■ Your instructions
Below are the records; copy each line in which "future" can be found.

*** Opening of Materials provided ***

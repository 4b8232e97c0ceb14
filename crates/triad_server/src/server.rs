use std::sync::Arc;

use anyhow::Context;
use tokio::net::TcpListener;
use tokio::signal;
use triad_core::Backend;
use triad_logging::{triad_error, triad_info, triad_warn};

use crate::config::{mask_key, ServerConfig};
use crate::fetch::ReqwestArticleFetcher;
use crate::providers::ProviderSet;
use crate::routes::{create_router, ServerState};

pub fn build_state(config: &ServerConfig) -> anyhow::Result<ServerState> {
    let providers = ProviderSet::from_config(config).context("building provider clients")?;
    let fetcher =
        ReqwestArticleFetcher::new(config.fetch.clone()).context("building article fetcher")?;
    Ok(ServerState::new(providers, Arc::new(fetcher)))
}

/// Resolves the configured host, so names like `localhost` work as well as IP literals.
pub async fn bind_listener(config: &ServerConfig) -> anyhow::Result<TcpListener> {
    let (host, port) = config.bind_target();
    TcpListener::bind((host, port))
        .await
        .with_context(|| format!("binding {host}:{port}"))
}

/// Binds the listener and serves until Ctrl+C or SIGTERM.
pub async fn run(config: ServerConfig) -> anyhow::Result<()> {
    for backend in Backend::ALL {
        let provider = config.provider(backend);
        match provider.api_key.as_deref().filter(|key| !key.is_empty()) {
            Some(key) => triad_info!(
                "{} enabled: model={} base_url={} key={}",
                backend.display_name(),
                provider.model,
                provider.base_url,
                mask_key(key)
            ),
            None => triad_warn!("{} disabled: API key not set", backend.display_name()),
        }
    }

    let app = create_router().with_state(build_state(&config)?);
    let listener = bind_listener(&config).await?;

    triad_info!("listening on http://{}", listener.local_addr()?);
    axum::serve(listener, app)
        .with_graceful_shutdown(shutdown_signal())
        .await
        .context("server error")
}

async fn shutdown_signal() {
    let ctrl_c = async {
        if let Err(err) = signal::ctrl_c().await {
            triad_error!("failed to listen for Ctrl+C: {}", err);
            std::future::pending::<()>().await;
        }
    };

    #[cfg(unix)]
    let terminate = async {
        match signal::unix::signal(signal::unix::SignalKind::terminate()) {
            Ok(mut stream) => {
                stream.recv().await;
            }
            Err(err) => {
                triad_error!("failed to listen for SIGTERM: {}", err);
                std::future::pending::<()>().await;
            }
        }
    };

    #[cfg(not(unix))]
    let terminate = std::future::pending::<()>();

    tokio::select! {
        _ = ctrl_c => {},
        _ = terminate => {},
    }
    triad_info!("shutdown signal received");
}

*** Close of Materials provided ***

■ Solved exercise
            std::future::pending::<()>().await;
                std::future::pending::<()>().await;
    let terminate = std::future::pending::<()>();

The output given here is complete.